# Chinese Hot Pot



## markv (May 16, 2003)

Dear Friends:

I am looking for a quality Chinese Hot Pot. The kind with the divider down the middle so you can make two sauces at the same time in the same pan.

I bought one at a Chinese supermarket in Flushing, NY but had to return it. The seal was shoddy. When you poured liquid on one side it leaked into the other.

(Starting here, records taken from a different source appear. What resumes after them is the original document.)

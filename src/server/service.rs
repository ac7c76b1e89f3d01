use super::request::parse_request;
use crate::dispatcher::Dispatcher;
use may_minihttp::{HttpService, Request, Response};
use std::io;
use std::sync::Arc;

/// `may_minihttp` service that hands every request to a [`Dispatcher`].
///
/// Cloned once per connection; clones share the dispatcher.
#[derive(Debug, Clone)]
pub struct AppService {
    pub dispatcher: Arc<Dispatcher>,
}

impl AppService {
    #[must_use]
    pub fn new(dispatcher: Arc<Dispatcher>) -> Self {
        Self { dispatcher }
    }
}

impl HttpService for AppService {
    fn call(&mut self, req: Request, res: &mut Response) -> io::Result<()> {
        let parsed = parse_request(req)?;
        parsed.with_incoming(|incoming| self.dispatcher.serve(incoming, res));
        Ok(())
    }
}
use crate::context::IncomingRequest;
use may_minihttp::Request;
use smallvec::SmallVec;
use std::io::{self, Read};
use tracing::debug;

/// Owned copy of a `may_minihttp::Request`.
///
/// The transport request borrows its connection buffer and is consumed when
/// the body is read, so everything the dispatcher needs is copied out first.
#[derive(Debug, Clone, PartialEq, Eq)]
pub struct ParsedRequest {
    /// HTTP method as sent (e.g. `GET`)
    pub method: String,
    /// Request target including the query string
    pub uri: String,
    /// Protocol version, e.g. `HTTP/1.1`
    pub proto: String,
    /// Client address derived from proxy headers, or `-`
    pub client_addr: String,
    /// Header name/value pairs in arrival order
    pub headers: Vec<(String, String)>,
    /// Raw request body
    pub body: Vec<u8>,
}

impl ParsedRequest {
    /// Run `f` with a borrowed [`IncomingRequest`] view of this request.
    pub fn with_incoming<R>(&self, f: impl FnOnce(&IncomingRequest<'_>) -> R) -> R {
        let headers: SmallVec<[(&str, &str); 16]> = self
            .headers
            .iter()
            .map(|(name, value)| (name.as_str(), value.as_str()))
            .collect();
        let incoming = IncomingRequest::new(&self.method, &self.uri)
            .with_proto(&self.proto)
            .with_client_addr(&self.client_addr)
            .with_headers(&headers)
            .with_body(&self.body);
        f(&incoming)
    }
}

/// Client address from `X-Forwarded-For` (first entry) or `X-Real-IP`.
///
/// Returns `-` when neither header carries a value.
#[must_use]
pub fn client_addr_from_headers(headers: &[(String, String)]) -> String {
    let find = |wanted: &str| {
        headers
            .iter()
            .find(|(name, _)| name.eq_ignore_ascii_case(wanted))
            .map(|(_, value)| value.as_str())
    };
    find("x-forwarded-for")
        .and_then(|v| v.split(',').next())
        .map(str::trim)
        .filter(|v| !v.is_empty())
        .or_else(|| find("x-real-ip").map(str::trim).filter(|v| !v.is_empty()))
        .unwrap_or("-")
        .to_owned()
}

/// Copy a transport request into a [`ParsedRequest`], reading the whole body.
///
/// # Errors
///
/// Returns the I/O error raised while reading the request body.
pub fn parse_request(req: Request) -> io::Result<ParsedRequest> {
    let method = req.method().to_owned();
    let uri = req.path().to_owned();
    let proto = format!("HTTP/1.{}", req.version());
    let headers: Vec<(String, String)> = req
        .headers()
        .iter()
        .map(|h| {
            (
                h.name.to_owned(),
                String::from_utf8_lossy(h.value).into_owned(),
            )
        })
        .collect();
    let client_addr = client_addr_from_headers(&headers);

    let mut body = Vec::new();
    req.body().read_to_end(&mut body)?;

    debug!(
        method = %method,
        uri = %uri,
        proto = %proto,
        headers_count = headers.len(),
        body_size_bytes = body.len(),
        "HTTP request parsed"
    );

    Ok(ParsedRequest {
        method,
        uri,
        proto,
        client_addr,
        headers,
        body,
    })
}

Anybody know where I can but a good one? I don't care about the price.

Mark


----------



## mudbug (Dec 30, 1999)

How near are you to a Chinatown? Your best bet is to find a kitchen supply store in Chinatown. Use common sense. They're usually built well and cost less then stuff you'll find at American stores.


----------



## mangilao30 (Apr 14, 2005)

Yes, go to a chinatown supply store and check in the back where they pile up stuff like plastic chairs, that's where they stash some stuff away b/c there's not enough room on the shelves. Being Chinese though I have never seen or used the hot pot with sections although I can imagine what it might be like. As a kid we use gas at the table and at restaurants we used a propane stove. The pot in the middle of the table was usually a "combination soup" with a broth made from pork, beef and chicken bones. The broth is the most important part of the hot pot. Next was the fresh ingredients, sliced liver, tripe, fresh seafood, chicken, tofu, veggies of all sorts, sometimes quails eggs....I'm a bit nostalgic thinking about it.


----------



## phatch (Mar 29, 2002)

I've read about meals in the hot pot and they sound delicious. But I've never even seen one in the Chinese grocers in my area. No Chinatown in my neck of the woods, just scattered grocers. I've never even seen it in the restaurants either. One, David's Kitchen, could probably prepare one for me on request though. I better ask.

Phil


----------



## shroomgirl (Aug 11, 2000)

Funny, I have 2.....both charcoal or wood fueled.
The brass one is from my mom who bought it in SF Chinatown 45 years ago and she had dried plants in it for years.
The copper one I got 5 years ago at an auction...the guy who bought it for $5 bucks prior to my arrival had no clue as to what it was.....I gave him a 20 and told him.....we were both happy.
That being said, they are a pain to use....really cool but adjusting the heat and having a table you can have LIVE fire on is an issue. they are entertaining and the little baskets are still readily available.


----------



## markv (May 16, 2003)

Well I went to Chinatown in Manhattan and found a Hot Pot, just like I was looking for, divided down the middle, for only $27. The guy put water in it so I could check that it didn't leak.

Thank you everybody.

Mark


----------



## Guest (Nov 22, 2010)

hi mark, i realize this is from a while back but do you by any chance remember where you got it? i'm looking for one too and i live right by chinatown but i can't seem to find one that has a good divider for that cheap! please help. thanks!


----------



## Guest (Nov 22, 2010)

hi mark, i realize this is from a while back but do you by any chance remember where you got it? i'm looking for one too and i live right by chinatown but i can't seem to find one that has a good divider for that cheap! please help. thanks!


----------